Exercise requirements
Your answer is a copy of every line in the records where "priority" appears.

Given records
== Segment start ==

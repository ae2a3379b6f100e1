//! Subscription-indexed reverse lookup.
//!
//! `match(event)` must never observe a partial cross-dimension update, so the whole
//! set of dimension maps is published as a single immutable [`IndexSnapshot`] behind
//! an [`ArcSwap`]. Writers (`subscribe`/`unsubscribe`) serialize through a
//! `parking_lot::Mutex` guarding the source-of-truth subscription table, build the
//! next snapshot from it, then swap the pointer in one atomic store. Readers always
//! see either the old snapshot or the new one in full.

use std::collections::{HashMap, HashSet};
use std::sync::Arc;

use arc_swap::ArcSwap;
use parking_lot::Mutex;
use streamedge_types::event::{Event, EventKind, Tier};
use streamedge_types::subscription::Subscription;

#[derive(Default)]
struct IndexSnapshot {
    by_kind: HashMap<EventKind, HashSet<String>>,
    by_symbol: HashMap<String, HashSet<String>>,
    by_tier: HashMap<Tier, HashSet<String>>,
    by_pattern_name: HashMap<String, HashSet<String>>,
    wildcard_symbol: HashSet<String>,
    wildcard_tier: HashSet<String>,
    wildcard_pattern_name: HashSet<String>,
    subscriptions: HashMap<String, Subscription>,
}

impl IndexSnapshot {
    fn rebuild_from(subscriptions: &HashMap<String, Subscription>) -> Self {
        let mut snapshot = IndexSnapshot {
            subscriptions: subscriptions.clone(),
            ..Default::default()
        };
        for (client_id, sub) in subscriptions {
            for kind in &sub.predicate.kinds {
                snapshot
                    .by_kind
                    .entry(*kind)
                    .or_default()
                    .insert(client_id.clone());
            }
            match &sub.predicate.symbols {
                Some(symbols) => {
                    for symbol in symbols {
                        snapshot
                            .by_symbol
                            .entry(symbol.clone())
                            .or_default()
                            .insert(client_id.clone());
                    }
                }
                None => {
                    snapshot.wildcard_symbol.insert(client_id.clone());
                }
            }
            match &sub.predicate.tiers {
                Some(tiers) => {
                    for tier in tiers {
                        snapshot
                            .by_tier
                            .entry(*tier)
                            .or_default()
                            .insert(client_id.clone());
                    }
                }
                None => {
                    snapshot.wildcard_tier.insert(client_id.clone());
                }
            }
            match &sub.predicate.pattern_names {
                Some(names) => {
                    for name in names {
                        snapshot
                            .by_pattern_name
                            .entry(name.clone())
                            .or_default()
                            .insert(client_id.clone());
                    }
                }
                None => {
                    snapshot.wildcard_pattern_name.insert(client_id.clone());
                }
            }
        }
        snapshot
    }
}

pub struct SubscriptionIndex {
    snapshot: ArcSwap<IndexSnapshot>,
    subscriptions: Mutex<HashMap<String, Subscription>>,
}

impl Default for SubscriptionIndex {
    fn default() -> Self {
        Self::new()
    }
}

impl SubscriptionIndex {
    pub fn new() -> Self {
        Self {
            snapshot: ArcSwap::from_pointee(IndexSnapshot::default()),
            subscriptions: Mutex::new(HashMap::new()),
        }
    }

    /// Installs or replaces a client's subscription. A re-subscribe for an existing
    /// `client_id` fully overwrites the previous predicate and resets its TTL clock.
    pub fn subscribe(&self, client_id: String, predicate: streamedge_types::Predicate) {
        let mut table = self.subscriptions.lock();
        table.insert(
            client_id.clone(),
            Subscription {
                client_id,
                predicate,
                renewed_at: chrono::Utc::now(),
            },
        );
        self.publish(&table);
    }

    pub fn unsubscribe(&self, client_id: &str) {
        let mut table = self.subscriptions.lock();
        if table.remove(client_id).is_some() {
            self.publish(&table);
        }
    }

    /// Removes subscriptions whose last `subscribe()` call is older than `ttl`.
    /// A client that's still connected is expected to renew (re-subscribe) well
    /// within `ttl`; this only reclaims entries left behind by an ungraceful
    /// disconnect that never reached `unsubscribe`.
    pub fn sweep_stale(&self, ttl: chrono::Duration) -> usize {
        let now = chrono::Utc::now();
        let mut table = self.subscriptions.lock();
        let before = table.len();
        table.retain(|_, sub| now - sub.renewed_at < ttl);
        let removed = before - table.len();
        if removed > 0 {
            self.publish(&table);
        }
        removed
    }

    fn publish(&self, table: &HashMap<String, Subscription>) {
        self.snapshot
            .store(Arc::new(IndexSnapshot::rebuild_from(table)));
    }

    pub fn len(&self) -> usize {
        self.subscriptions.lock().len()
    }

    pub fn is_empty(&self) -> bool {
        self.len() == 0
    }

    /// Returns the set of client ids whose predicate admits `event`, by intersecting
    /// per-dimension candidate sets (kind, symbol, min confidence, tier).
    pub fn matching_clients(&self, event: &Event) -> HashSet<String> {
        let snapshot = self.snapshot.load();

        let kind_candidates = snapshot
            .by_kind
            .get(&event.kind())
            .cloned()
            .unwrap_or_default();
        if kind_candidates.is_empty() {
            return HashSet::new();
        }

        let symbol_candidates = dimension_candidates_str(
            event.symbol(),
            &snapshot.by_symbol,
            &snapshot.wildcard_symbol,
        );
        let tier = event.tier();
        let tier_candidates =
            dimension_candidates(tier.as_ref(), &snapshot.by_tier, &snapshot.wildcard_tier);
        let pattern_name_candidates = dimension_candidates_str(
            event.pattern_name(),
            &snapshot.by_pattern_name,
            &snapshot.wildcard_pattern_name,
        );

        // Smallest-set-first intersection, tie-broken by dimension priority
        // kind > symbol > tier > pattern_name.
        let mut sets = vec![
            (0u8, kind_candidates),
            (1u8, symbol_candidates),
            (2u8, tier_candidates),
            (3u8, pattern_name_candidates),
        ];
        sets.sort_by_key(|(priority, set)| (set.len(), *priority));

        let mut iter = sets.into_iter().map(|(_, set)| set);
        let mut result = match iter.next() {
            Some(first) => first,
            None => return HashSet::new(),
        };
        for set in iter {
            if result.is_empty() {
                break;
            }
            result.retain(|client_id| set.contains(client_id));
        }

        result.retain(|client_id| {
            snapshot
                .subscriptions
                .get(client_id)
                .is_some_and(|sub| admits_residual_predicates(&sub.predicate, event))
        });

        result
    }
}

/// Spawns the single background task that reclaims subscription-index entries a
/// client never renewed within `ttl` (an ungraceful disconnect, typically).
pub fn spawn_stale_sweeper(
    index: Arc<SubscriptionIndex>,
    ttl: chrono::Duration,
    sweep_every: std::time::Duration,
) -> tokio::task::JoinHandle<()> {
    tokio::spawn(async move {
        let mut ticker = tokio::time::interval(sweep_every);
        loop {
            ticker.tick().await;
            let removed = index.sweep_stale(ttl);
            if removed > 0 {
                tracing::debug!(removed, "swept stale subscription-index entries");
            }
        }
    })
}

/// Builds the candidate set for a dimension: if the event carries no value on this
/// dimension, only wildcard subscribers match; otherwise it's the union of exact
/// matches and wildcard subscribers.
fn dimension_candidates<K: std::hash::Hash + Eq>(
    value: Option<&K>,
    by_value: &HashMap<K, HashSet<String>>,
    wildcard: &HashSet<String>,
) -> HashSet<String> {
    match value {
        Some(v) => by_value
            .get(v)
            .map(|set| set.union(wildcard).cloned().collect())
            .unwrap_or_else(|| wildcard.clone()),
        None => wildcard.clone(),
    }
}

fn dimension_candidates_str(
    value: Option<&str>,
    by_value: &HashMap<String, HashSet<String>>,
    wildcard: &HashSet<String>,
) -> HashSet<String> {
    dimension_candidates(value.map(|s| s.to_string()).as_ref(), by_value, wildcard)
}

/// Scalar predicates (currently just `min_confidence`) aren't expressed as index
/// dimensions; they're checked once per surviving candidate.
fn admits_residual_predicates(predicate: &streamedge_types::Predicate, event: &Event) -> bool {
    if let Some(min_confidence) = predicate.min_confidence {
        match event.confidence() {
            Some(confidence) => confidence >= min_confidence,
            None => false,
        }
    } else {
        true
    }
}

#[cfg(test)]
mod tests {
    use super::*;
    use chrono::Utc;
    use std::collections::HashSet as Set;
    use streamedge_types::event::LifecycleKind;
    use streamedge_types::Predicate;

    fn pattern_event(symbol: &str, tier: Tier, confidence: f64) -> Event {
        Event::PatternDetected {
            id: "p1".into(),
            symbol: symbol.into(),
            pattern_name: "Doji".into(),
            tier,
            confidence,
            detected_at: Utc::now(),
            expires_at: None,
            attributes: Default::default(),
        }
    }

    #[test]
    fn subscription_match_by_predicate() {
        let index = SubscriptionIndex::new();
        index.subscribe(
            "c1".into(),
            Predicate {
                kinds: Set::from([EventKind::Pattern]),
                symbols: Some(Set::from(["AAPL".to_string(), "MSFT".to_string()])),
                min_confidence: Some(0.75),
                ..Default::default()
            },
        );
        index.subscribe(
            "c2".into(),
            Predicate {
                kinds: Set::from([EventKind::Pattern]),
                symbols: None,
                tiers: Some(Set::from([Tier::Daily])),
                ..Default::default()
            },
        );

        let matched = index.matching_clients(&pattern_event("AAPL", Tier::Daily, 0.80));
        assert_eq!(matched, Set::from(["c1".to_string(), "c2".to_string()]));

        let matched = index.matching_clients(&pattern_event("GOOG", Tier::Daily, 0.80));
        assert_eq!(matched, Set::from(["c2".to_string()]));

        let matched = index.matching_clients(&pattern_event("AAPL", Tier::Intraday, 0.60));
        assert!(matched.is_empty());
    }

    #[test]
    fn unsubscribe_removes_client_from_all_dimensions() {
        let index = SubscriptionIndex::new();
        index.subscribe(
            "c1".into(),
            Predicate {
                kinds: Set::from([EventKind::Pattern]),
                ..Default::default()
            },
        );
        assert_eq!(index.len(), 1);
        index.unsubscribe("c1");
        assert_eq!(index.len(), 0);
        let matched = index.matching_clients(&pattern_event("AAPL", Tier::Daily, 0.9));
        assert!(matched.is_empty());
    }

    #[test]
    fn resubscribe_overwrites_previous_predicate() {
        let index = SubscriptionIndex::new();
        index.subscribe(
            "c1".into(),
            Predicate {
                kinds: Set::from([EventKind::Pattern]),
                symbols: Some(Set::from(["AAPL".to_string()])),
                ..Default::default()
            },
        );
        index.subscribe(
            "c1".into(),
            Predicate {
                kinds: Set::from([EventKind::Pattern]),
                symbols: Some(Set::from(["MSFT".to_string()])),
                ..Default::default()
            },
        );
        assert!(index
            .matching_clients(&pattern_event("AAPL", Tier::Daily, 0.9))
            .is_empty());
        assert!(!index
            .matching_clients(&pattern_event("MSFT", Tier::Daily, 0.9))
            .is_empty());
    }

    /// Property law 3: subscription-index coherence, checked against `Predicate::admits`.
    #[test]
    fn coherence_matches_predicate_admits() {
        let index = SubscriptionIndex::new();
        let predicate = Predicate {
            kinds: Set::from([EventKind::Pattern]),
            symbols: Some(Set::from(["AAPL".to_string()])),
            tiers: None,
            pattern_names: None,
            min_confidence: Some(0.5),
        };
        index.subscribe("c1".into(), predicate.clone());

        for (symbol, tier, confidence) in [
            ("AAPL", Tier::Daily, 0.9),
            ("AAPL", Tier::Intraday, 0.1),
            ("MSFT", Tier::Daily, 0.9),
        ] {
            let event = pattern_event(symbol, tier, confidence);
            let matched = index.matching_clients(&event).contains("c1");
            assert_eq!(matched, predicate.admits(&event));
        }
    }

    #[test]
    fn non_scoped_events_only_match_wildcard_clients() {
        let index = SubscriptionIndex::new();
        index.subscribe(
            "scoped".into(),
            Predicate {
                kinds: Set::from([EventKind::Lifecycle]),
                symbols: Some(Set::from(["AAPL".to_string()])),
                ..Default::default()
            },
        );
        index.subscribe(
            "wildcard".into(),
            Predicate {
                kinds: Set::from([EventKind::Lifecycle]),
                ..Default::default()
            },
        );

        let event = Event::SessionLifecycle {
            kind: LifecycleKind::Started,
            session_id: "s1".into(),
            ts: Utc::now(),
        };
        let matched = index.matching_clients(&event);
        assert_eq!(matched, Set::from(["wildcard".to_string()]));
    }

    #[test]
    fn sweep_stale_removes_only_entries_past_ttl() {
        let index = SubscriptionIndex::new();
        index.subscribe(
            "stale".into(),
            Predicate {
                kinds: Set::from([EventKind::Pattern]),
                ..Default::default()
            },
        );
        {
            let mut table = index.subscriptions.lock();
            let sub = table.get_mut("stale").unwrap();
            sub.renewed_at = Utc::now() - chrono::Duration::hours(2);
        }
        index.subscribe(
            "fresh".into(),
            Predicate {
                kinds: Set::from([EventKind::Pattern]),
                ..Default::default()
            },
        );

        let removed = index.sweep_stale(chrono::Duration::hours(1));
        assert_eq!(removed, 1);
        assert_eq!(index.len(), 1);
        assert!(
            index
                .matching_clients(&pattern_event("AAPL", Tier::Daily, 0.9))
                .contains("fresh")
        );
    }
}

== Segment end ==

Output for this task
        // Smallest-set-first intersection, tie-broken by dimension priority
        sets.sort_by_key(|(priority, set)| (set.len(), *priority));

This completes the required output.